‘Remembrance Day universally Canadian’: Chancellor Labarge
Suzanne Labarge spoke for the first time as McMaster’s new Chancellor Monday at the University’s Remembrance Day ceremony in Convocation Hall. Her remarks, in their entirety, are below.
As Canadian society becomes increasingly diverse, the number of things we share universally as individual Canadians becomes smaller, but ever more significant.
Our wonderful mosaic has focused our concept of Canadian-ness more sharply and allowed us to unite around key ideas that retain and even celebrate the variety of perspectives and experiences that constitute our nation.
To me, Remembrance Day is one of those things that should be universally Canadian.
Irrespective of heritage, language, religion or politics, every one of us has reason to appreciate and participate in the freedoms that our dominion provides. That concept may, in fact, be the single idea that is most fundamentally Canadian.
In that context, Remembrance Day is less about ceremony than it is about using occasions such as this to find a personal connection, a personal point of access into the heart of our mission for the day which is to remember that our privileges came at a cost. It was a cost paid by tens of thousands of Canadians so that millions more would not have to.
I found my own point of connection this summer in two simple sentences – 15 words – carved in stone near Reviers, France.
Reviers is a village of less than 1,000 people today, but in 1944 it found itself at the epicentre of world history.
On June 6 of that year, the Allied forces launched Operation Overlord. We know the date and operation better as D-Day. Among other troops and airborne support, our nation contributed the 3rd Division and the 2nd Armoured Brigade to the landing force, coming ashore primarily at Juno Beach.
Five gut-wrenching days later, the Allies had secured the beach and surrounding headlands and began bringing ashore the invasion force that would end the war in Europe.
On the first day of Operation Overlord – just the first day – Canadian troops sustained nearly a thousand casualties, including 340 killed.
This summer, I had the honour of visiting the Beny-sur-Mer Canadian War Cemetery just outside of Reviers. The cemetery contains 2,049 graves … more than double the number of people living in the nearby village.
It is an overwhelming experience to be among that many headstones so connected to a single moment, especially a moment so important to our national identity and to world history. But what struck me most – the point where I found my personal entrance into that overwhelming experience – was in the dates on the gravestones.
Stone after stone, row after row, I saw memorials for hundreds upon hundreds of men who were shockingly young when they died. As the new Chancellor of McMaster, it struck me with particular force that at another time, instead of being at war, these young Canadians would have been on this campus, in our classrooms, labs and residences.

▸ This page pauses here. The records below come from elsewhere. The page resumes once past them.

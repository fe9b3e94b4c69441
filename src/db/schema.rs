//! DDL export from entity metadata.
//!
//! A best-effort reporting helper: it renders `CREATE TABLE` text and never
//! executes anything itself. Column types are limited to what the sqlx `Any`
//! driver can decode, so timestamps and dates are stored as text.

use crate::config::TableNaming;
use crate::db::flavor::DatabaseFlavor;
use crate::error::DbResult;
use crate::models::{Entity, FieldDescriptor, FieldKind, ID_FIELD, metadata};

/// `CREATE TABLE IF NOT EXISTS` for `T`.
///
/// A field named `id` becomes the auto-generated primary key.
pub fn create_table_statement<T: Entity>(
    flavor: DatabaseFlavor,
    naming: TableNaming,
) -> DbResult<String> {
    let meta = metadata::<T>()?;
    let columns: Vec<String> = meta
        .fields()
        .iter()
        .map(|field| column_definition(field, flavor))
        .collect();

    Ok(format!(
        "CREATE TABLE IF NOT EXISTS {} ({})",
        flavor.quote_identifier(&meta.table_name(naming)),
        columns.join(", ")
    ))
}

fn column_definition(field: &FieldDescriptor, flavor: DatabaseFlavor) -> String {
    let name = flavor.quote_identifier(field.name);
    if field.name == ID_FIELD && field.kind == FieldKind::Integer {
        return format!("{} {}", name, id_column_type(flavor));
    }

    let null = if field.nullable { "" } else { " NOT NULL" };
    format!("{} {}{}", name, column_type(field.kind, flavor), null)
}

fn id_column_type(flavor: DatabaseFlavor) -> &'static str {
    match flavor {
        DatabaseFlavor::Sqlite => "INTEGER PRIMARY KEY AUTOINCREMENT",
        DatabaseFlavor::PostgreSql => "BIGSERIAL PRIMARY KEY",
        DatabaseFlavor::MySql => "BIGINT AUTO_INCREMENT PRIMARY KEY",
        DatabaseFlavor::Unknown => "BIGINT PRIMARY KEY",
    }
}

/// Column type for a field kind.
pub fn column_type(kind: FieldKind, flavor: DatabaseFlavor) -> &'static str {
    match (kind, flavor) {
        (FieldKind::Integer, DatabaseFlavor::Sqlite) => "INTEGER",
        (FieldKind::Integer, _) => "BIGINT",
        (FieldKind::Float, DatabaseFlavor::Sqlite) => "REAL",
        (FieldKind::Float, DatabaseFlavor::PostgreSql) => "DOUBLE PRECISION",
        (FieldKind::Float, _) => "DOUBLE",
        // SQLite has no boolean storage class
        (FieldKind::Boolean, DatabaseFlavor::Sqlite) => "INTEGER",
        (FieldKind::Boolean, _) => "BOOLEAN",
        (FieldKind::Binary, DatabaseFlavor::PostgreSql) => "BYTEA",
        (FieldKind::Binary, DatabaseFlavor::MySql) => "LONGBLOB",
        (FieldKind::Binary, _) => "BLOB",
        (FieldKind::Text, DatabaseFlavor::MySql) => "LONGTEXT",
        (FieldKind::Text | FieldKind::Timestamp | FieldKind::Date, _) => "TEXT",
    }
}
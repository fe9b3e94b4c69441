//! SQL synthesis from entity metadata.
//!
//! Every statement lists columns explicitly, in field declaration order, and
//! numbers its placeholders in the same order as the parameter list. The
//! executor re-checks that the two agree before anything is sent to the
//! driver (see [`check_parameter_count`]).

use crate::config::TableNaming;
use crate::db::flavor::DatabaseFlavor;
use crate::error::{DbError, DbResult};
use crate::models::{Entity, EntityMeta, ID_FIELD, StatementDescriptor, Value, metadata};

/// Builds statement descriptors for one flavor and naming convention.
#[derive(Debug, Clone, Copy, PartialEq, Eq)]
pub struct SqlBuilder {
    flavor: DatabaseFlavor,
    naming: TableNaming,
}

impl SqlBuilder {
    pub fn new(flavor: DatabaseFlavor, naming: TableNaming) -> Self {
        Self { flavor, naming }
    }

    pub fn flavor(&self) -> DatabaseFlavor {
        self.flavor
    }

    pub fn naming(&self) -> TableNaming {
        self.naming
    }

    /// Quoted table name for `meta`.
    pub fn table(&self, meta: &EntityMeta) -> String {
        self.flavor.quote_identifier(&meta.table_name(self.naming))
    }

    /// `INSERT INTO t (cols) VALUES (placeholders)`.
    ///
    /// A NULL `id` is left out so the database can assign it. On flavors that
    /// report generated keys through `RETURNING`, the statement returns `id`.
    pub fn insert_statement<T: Entity>(&self, entity: &T) -> DbResult<StatementDescriptor> {
        let meta = metadata::<T>()?;
        let mut columns = Vec::with_capacity(meta.fields().len());
        let mut params = Vec::with_capacity(meta.fields().len());

        for field in meta.fields() {
            let value = field_value(&meta, entity, field.name)?;
            if field.name == ID_FIELD && value.is_null() {
                continue;
            }
            columns.push(self.flavor.quote_identifier(field.name));
            params.push(value);
        }

        let mut sql = if columns.is_empty() {
            format!("INSERT INTO {} DEFAULT VALUES", self.table(&meta))
        } else {
            format!(
                "INSERT INTO {} ({}) VALUES ({})",
                self.table(&meta),
                columns.join(", "),
                self.placeholders(1, params.len())
            )
        };

        if self.flavor.returns_generated_keys() && meta.id_field().is_some() {
            sql.push_str(&format!(" RETURNING {}", self.flavor.quote_identifier(ID_FIELD)));
        }

        Ok(StatementDescriptor::new(sql, params))
    }

    /// `UPDATE t SET col = ?, ... WHERE id = ?`, with the id bound last.
    pub fn update_by_id_statement<T: Entity>(&self, entity: &T) -> DbResult<StatementDescriptor> {
        let meta = metadata::<T>()?;
        require_id(&meta)?;

        let id = field_value(&meta, entity, ID_FIELD)?;
        if id.is_null() {
            return Err(DbError::mapping(
                meta.type_name(),
                "cannot update by id: 'id' is NULL",
            ));
        }

        let mut assignments = Vec::new();
        let mut params = Vec::new();
        for field in meta.non_id_fields() {
            params.push(field_value(&meta, entity, field.name)?);
            assignments.push(format!(
                "{} = {}",
                self.flavor.quote_identifier(field.name),
                self.flavor.placeholder(params.len())
            ));
        }

        if assignments.is_empty() {
            return Err(DbError::mapping(
                meta.type_name(),
                "cannot update by id: entity has no fields besides 'id'",
            ));
        }

        params.push(id);
        let sql = format!(
            "UPDATE {} SET {} WHERE {} = {}",
            self.table(&meta),
            assignments.join(", "),
            self.flavor.quote_identifier(ID_FIELD),
            self.flavor.placeholder(params.len())
        );
        Ok(StatementDescriptor::new(sql, params))
    }

    /// `DELETE FROM t WHERE id = ?`.
    pub fn delete_by_id_statement<T: Entity>(
        &self,
        id: impl Into<Value>,
    ) -> DbResult<StatementDescriptor> {
        let meta = metadata::<T>()?;
        require_id(&meta)?;
        let sql = format!(
            "DELETE FROM {} WHERE {} = {}",
            self.table(&meta),
            self.flavor.quote_identifier(ID_FIELD),
            self.flavor.placeholder(1)
        );
        Ok(StatementDescriptor::new(sql, vec![id.into()]))
    }

    /// `SELECT cols FROM t WHERE id = ?`.
    pub fn select_by_id_statement<T: Entity>(
        &self,
        id: impl Into<Value>,
    ) -> DbResult<StatementDescriptor> {
        let meta = metadata::<T>()?;
        require_id(&meta)?;
        let sql = format!(
            "{} WHERE {} = {}",
            self.select_from(&meta),
            self.flavor.quote_identifier(ID_FIELD),
            self.flavor.placeholder(1)
        );
        Ok(StatementDescriptor::new(sql, vec![id.into()]))
    }

    /// `SELECT cols FROM t`.
    pub fn select_all_statement<T: Entity>(&self) -> DbResult<StatementDescriptor> {
        let meta = metadata::<T>()?;
        Ok(StatementDescriptor::raw(self.select_from(&meta)))
    }

    /// `CALL routine(?, ...)` for engines with stored procedures.
    pub fn call_statement(
        &self,
        routine: &str,
        params: Vec<Value>,
    ) -> DbResult<StatementDescriptor> {
        call_statement(self.flavor, routine, params)
    }

    fn select_from(&self, meta: &EntityMeta) -> String {
        let columns: Vec<String> = meta
            .fields()
            .iter()
            .map(|f| self.flavor.quote_identifier(f.name))
            .collect();
        format!("SELECT {} FROM {}", columns.join(", "), self.table(meta))
    }

    /// Comma-separated placeholders numbered `start..start + count`.
    fn placeholders(&self, start: usize, count: usize) -> String {
        (start..start + count)
            .map(|idx| self.flavor.placeholder(idx))
            .collect::<Vec<_>>()
            .join(", ")
    }
}

/// `CALL routine(?, ...)`; `routine` may be schema-qualified.
pub fn call_statement(
    flavor: DatabaseFlavor,
    routine: &str,
    params: Vec<Value>,
) -> DbResult<StatementDescriptor> {
    if !flavor.supports_procedures() {
        return Err(DbError::invalid_input(format!(
            "{} does not support stored procedures",
            flavor
        )));
    }

    let parts: Vec<&str> = routine.split('.').collect();
    if parts.iter().any(|p| !is_plain_identifier(p)) {
        return Err(DbError::invalid_input(format!(
            "Invalid routine name: '{}'",
            routine
        )));
    }
    let quoted: Vec<String> = parts.iter().map(|p| flavor.quote_identifier(p)).collect();
    let placeholders: Vec<String> = (1..=params.len()).map(|idx| flavor.placeholder(idx)).collect();

    let sql = format!("CALL {}({})", quoted.join("."), placeholders.join(", "));
    Ok(StatementDescriptor::new(sql, params))
}

fn require_id(meta: &EntityMeta) -> DbResult<()> {
    if meta.id_field().is_none() {
        return Err(DbError::mapping(
            meta.type_name(),
            "entity has no field named 'id'",
        ));
    }
    Ok(())
}

fn field_value<T: Entity>(meta: &EntityMeta, entity: &T, field: &str) -> DbResult<Value> {
    entity.field_value(field).ok_or_else(|| {
        DbError::mapping(
            meta.type_name(),
            format!("declared field '{}' has no accessor", field),
        )
    })
}

fn is_plain_identifier(s: &str) -> bool {
    let mut chars = s.chars();
    matches!(chars.next(), Some(c) if c.is_ascii_alphabetic() || c == '_')
        && chars.all(|c| c.is_ascii_alphanumeric() || c == '_')
}

/// Count the placeholders in `sql` for `flavor`.
///
/// Text inside quotes and comments is skipped; MySQL string literals also
/// honour backslash escapes. For `$n` placeholders the
/// highest index counts, since the same index may appear more than once.
pub fn count_placeholders(sql: &str, flavor: DatabaseFlavor) -> usize {
    let chars: Vec<char> = sql.chars().collect();
    let mut count = 0;
    let mut highest = 0;
    let mut i = 0;

    while i < chars.len() {
        match chars[i] {
            quote @ ('\'' | '"' | '`') => {
                let backslash_escapes = flavor == DatabaseFlavor::MySql && quote != '`';
                i += 1;
                while i < chars.len() {
                    if backslash_escapes && chars[i] == '\\' {
                        i += 2;
                        continue;
                    }
                    if chars[i] == quote {
                        // A doubled quote is an escaped quote, not the end.
                        if chars.get(i + 1) == Some(&quote) {
                            i += 1;
                        } else {
                            break;
                        }
                    }
                    i += 1;
                }
            }
            '-' if chars.get(i + 1) == Some(&'-') => {
                while i < chars.len() && chars[i] != '\n' {
                    i += 1;
                }
            }
            '/' if chars.get(i + 1) == Some(&'*') => {
                i += 2;
                while i < chars.len() && !(chars[i] == '*' && chars.get(i + 1) == Some(&'/')) {
                    i += 1;
                }
                i += 1;
            }
            '?' if flavor != DatabaseFlavor::PostgreSql => count += 1,
            '$' if flavor == DatabaseFlavor::PostgreSql => {
                let digits: String = chars[i + 1..]
                    .iter()
                    .take_while(|c| c.is_ascii_digit())
                    .collect();
                if let Ok(n) = digits.parse::<usize>() {
                    highest = highest.max(n);
                    i += digits.len();
                }
            }
            _ => {}
        }
        i += 1;
    }

    if flavor == DatabaseFlavor::PostgreSql {
        highest
    } else {
        count
    }
}

/// Fail unless `stmt` has exactly one parameter per placeholder.
pub fn check_parameter_count(stmt: &StatementDescriptor, flavor: DatabaseFlavor) -> DbResult<()> {
    let placeholders = count_placeholders(stmt.sql(), flavor);
    if placeholders != stmt.params().len() {
        return Err(DbError::mapping(
            "statement",
            format!(
                "statement has {} placeholder(s) but {} parameter(s): {}",
                placeholders,
                stmt.params().len(),
                stmt.sql()
            ),
        ));
    }
    Ok(())
}
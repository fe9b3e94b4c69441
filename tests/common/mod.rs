//! Shared test fixtures: a temporary SQLite database and a recording stub driver.

#![allow(dead_code)]

use db_mapper::db::{Connection, ConnectionFactory, Cursor, DriverResult, Statement};
use db_mapper::{DriverError, Row, StatementDescriptor, Value};
use std::sync::atomic::{AtomicIsize, AtomicUsize, Ordering};
use std::sync::{Arc, Mutex};
use tempfile::TempDir;
use tracing_subscriber::EnvFilter;

/// Route library logs to the test harness; filter with `RUST_LOG`.
pub fn init_tracing() {
    let _ = tracing_subscriber::fmt()
        .with_env_filter(EnvFilter::from_default_env())
        .with_test_writer()
        .try_init();
}

// =============================================================================
// SQLite fixture
// =============================================================================

/// A SQLite database file that lives as long as the fixture.
pub struct TestDb {
    _dir: TempDir,
    pub url: String,
}

impl TestDb {
    pub fn new() -> Self {
        Self::with_options("")
    }

    /// `options` is appended to the query string, e.g. `&table_naming=singular`.
    pub fn with_options(options: &str) -> Self {
        init_tracing();
        let dir = TempDir::new().unwrap();
        let path = dir.path().join("test.db");
        let url = format!("sqlite:{}?mode=rwc{}", path.to_str().unwrap(), options);
        Self { _dir: dir, url }
    }
}

// =============================================================================
// Recording stub driver
// =============================================================================

/// Counters shared by every connection a [`StubDriver`] opens.
#[derive(Debug, Default)]
pub struct Recorder {
    pub opened: AtomicUsize,
    pub closed: AtomicUsize,
    pub prepared: AtomicUsize,
    pub executed: AtomicUsize,
    pub queried: AtomicUsize,
    pub batches: AtomicUsize,
    pub commits: AtomicUsize,
    pub rollbacks: AtomicUsize,
    /// Statement and cursor handles currently alive
    pub open_handles: AtomicIsize,
    pub auto_commit_changes: Mutex<Vec<bool>>,
    pub sql: Mutex<Vec<String>>,
}

impl Recorder {
    pub fn count(counter: &AtomicUsize) -> usize {
        counter.load(Ordering::SeqCst)
    }

    pub fn opened(&self) -> usize {
        Self::count(&self.opened)
    }

    pub fn closed(&self) -> usize {
        Self::count(&self.closed)
    }

    pub fn executed(&self) -> usize {
        Self::count(&self.executed)
    }

    pub fn open_handles(&self) -> isize {
        self.open_handles.load(Ordering::SeqCst)
    }

    pub fn sql(&self) -> Vec<String> {
        self.sql.lock().unwrap().clone()
    }
}

/// Behaviour knobs for the stub.
#[derive(Debug, Clone, Default)]
pub struct StubBehavior {
    pub product_name: String,
    /// Fail `execute` and `query` for SQL containing this text
    pub fail_on: Option<String>,
    pub fail_rollback: bool,
    /// Rows handed out by every query
    pub rows: Vec<Row>,
    /// Key reported after every execute
    pub generated_key: Option<Value>,
}

pub struct StubDriver {
    pub recorder: Arc<Recorder>,
    pub behavior: StubBehavior,
}

impl StubDriver {
    pub fn new(product_name: &str) -> Self {
        init_tracing();
        Self {
            recorder: Arc::new(Recorder::default()),
            behavior: StubBehavior {
                product_name: product_name.to_string(),
                ..StubBehavior::default()
            },
        }
    }

    pub fn failing_on(mut self, sql_fragment: &str) -> Self {
        self.behavior.fail_on = Some(sql_fragment.to_string());
        self
    }

    pub fn failing_rollback(mut self) -> Self {
        self.behavior.fail_rollback = true;
        self
    }

    pub fn with_rows(mut self, rows: Vec<Row>) -> Self {
        self.behavior.rows = rows;
        self
    }

    pub fn with_generated_key(mut self, key: Value) -> Self {
        self.behavior.generated_key = Some(key);
        self
    }
}

impl ConnectionFactory for StubDriver {
    fn open(&self) -> DriverResult<Box<dyn Connection>> {
        self.recorder.opened.fetch_add(1, Ordering::SeqCst);
        Ok(Box::new(StubConnection {
            recorder: Arc::clone(&self.recorder),
            behavior: self.behavior.clone(),
            auto_commit: true,
        }))
    }
}

struct StubConnection {
    recorder: Arc<Recorder>,
    behavior: StubBehavior,
    auto_commit: bool,
}

impl StubConnection {
    fn check(&self, sql: &str) -> DriverResult<()> {
        match &self.behavior.fail_on {
            Some(fragment) if sql.contains(fragment.as_str()) => {
                Err(DriverError::new(format!("stub failure on: {}", sql)).with_sql_state("42703"))
            }
            _ => Ok(()),
        }
    }
}

impl Connection for StubConnection {
    fn product_name(&mut self) -> DriverResult<String> {
        Ok(self.behavior.product_name.clone())
    }

    fn prepare<'c>(&'c mut self, sql: &str) -> DriverResult<Box<dyn Statement + 'c>> {
        self.recorder.prepared.fetch_add(1, Ordering::SeqCst);
        self.recorder.open_handles.fetch_add(1, Ordering::SeqCst);
        self.recorder.sql.lock().unwrap().push(sql.to_string());
        Ok(Box::new(StubStatement {
            conn: self,
            sql: sql.to_string(),
            params: Vec::new(),
        }))
    }

    fn execute_batch(&mut self, statements: &[StatementDescriptor]) -> DriverResult<Vec<u64>> {
        self.recorder.batches.fetch_add(1, Ordering::SeqCst);
        let mut counts = Vec::with_capacity(statements.len());
        for stmt in statements {
            self.recorder.sql.lock().unwrap().push(stmt.sql().to_string());
            self.check(stmt.sql())?;
            self.recorder.executed.fetch_add(1, Ordering::SeqCst);
            counts.push(1);
        }
        Ok(counts)
    }

    fn auto_commit(&self) -> bool {
        self.auto_commit
    }

    fn set_auto_commit(&mut self, enabled: bool) -> DriverResult<()> {
        self.auto_commit = enabled;
        self.recorder.auto_commit_changes.lock().unwrap().push(enabled);
        Ok(())
    }

    fn commit(&mut self) -> DriverResult<()> {
        self.recorder.commits.fetch_add(1, Ordering::SeqCst);
        Ok(())
    }

    fn rollback(&mut self) -> DriverResult<()> {
        self.recorder.rollbacks.fetch_add(1, Ordering::SeqCst);
        if self.behavior.fail_rollback {
            return Err(DriverError::new("stub rollback failure: connection reset"));
        }
        Ok(())
    }

    fn close(self: Box<Self>) -> DriverResult<()> {
        self.recorder.closed.fetch_add(1, Ordering::SeqCst);
        Ok(())
    }
}

struct StubStatement<'c> {
    conn: &'c mut StubConnection,
    sql: String,
    params: Vec<Value>,
}

impl Statement for StubStatement<'_> {
    fn bind(&mut self, index: usize, value: &Value) -> DriverResult<()> {
        assert_eq!(index, self.params.len() + 1, "parameters bound out of order");
        self.params.push(value.clone());
        Ok(())
    }

    fn execute(&mut self) -> DriverResult<u64> {
        self.conn.check(&self.sql)?;
        self.conn.recorder.executed.fetch_add(1, Ordering::SeqCst);
        Ok(1)
    }

    fn query<'s>(&'s mut self) -> DriverResult<Box<dyn Cursor + 's>> {
        self.conn.check(&self.sql)?;
        self.conn.recorder.queried.fetch_add(1, Ordering::SeqCst);
        self.conn.recorder.open_handles.fetch_add(1, Ordering::SeqCst);
        Ok(Box::new(StubCursor {
            recorder: Arc::clone(&self.conn.recorder),
            rows: self.conn.behavior.rows.clone().into_iter(),
        }))
    }

    fn generated_key(&self) -> Option<Value> {
        self.conn.behavior.generated_key.clone()
    }
}

impl Drop for StubStatement<'_> {
    fn drop(&mut self) {
        self.conn.recorder.open_handles.fetch_sub(1, Ordering::SeqCst);
    }
}

struct StubCursor {
    recorder: Arc<Recorder>,
    rows: std::vec::IntoIter<Row>,
}

impl Cursor for StubCursor {
    fn next_row(&mut self) -> DriverResult<Option<Row>> {
        Ok(self.rows.next())
    }
}

impl Drop for StubCursor {
    fn drop(&mut self) {
        self.recorder.open_handles.fetch_sub(1, Ordering::SeqCst);
    }
}

/// Build a row from column names and values.
pub fn row(columns: &[&str], values: Vec<Value>) -> Row {
    let columns: Arc<[String]> = columns.iter().map(|c| c.to_string()).collect();
    Row::new(columns, values)
}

Our fallen soldiers could have – should have – been working summer jobs on D-Day or, perhaps, like Nairn S. Boyd and Robert Edmund Dorsey, should have been working as new professionals with fresh McMaster degrees.
Instead, Nairn Boyd and Robert Dorsey are listed on the McMaster Honour Roll. Both are members of the Class of ’41. Boyd died in a tank battle the day before his younger brother met the same fate. Dorsey was killed by an enemy aircraft on D-Day plus one. Both alumni are buried at Beny-sur-Mer.
So many of the Canadians interred at Beny-sur-Mer – like Mac grads Boyd and Dorsey – were so young that I could not help but imagine their families. I could not help but imagine their parents – still young themselves – grieving the loss of a child … or even children. I could not help but imagine the younger brothers and sisters left behind.
That’s what really hit home. That’s what became my personal connection to Remembrance Day. It was the sudden and heartfelt understanding of the price that so many families paid for the freedoms that can too easily disappear into the contemporary noise and activity of our busy modern nation.
I took a photograph of the inscription on one of the headstones. Like all the others, it was a simple marker, clean and white. One of 2,049. The inscription reads, “What greater gift could a son give? His life for others in freedom to live.”
For me, for this year and maybe forever, that will be my pathway into Remembrance Day. I hope that each of you finds your own pathway … for today, we remember as the McMaster family and as a nation.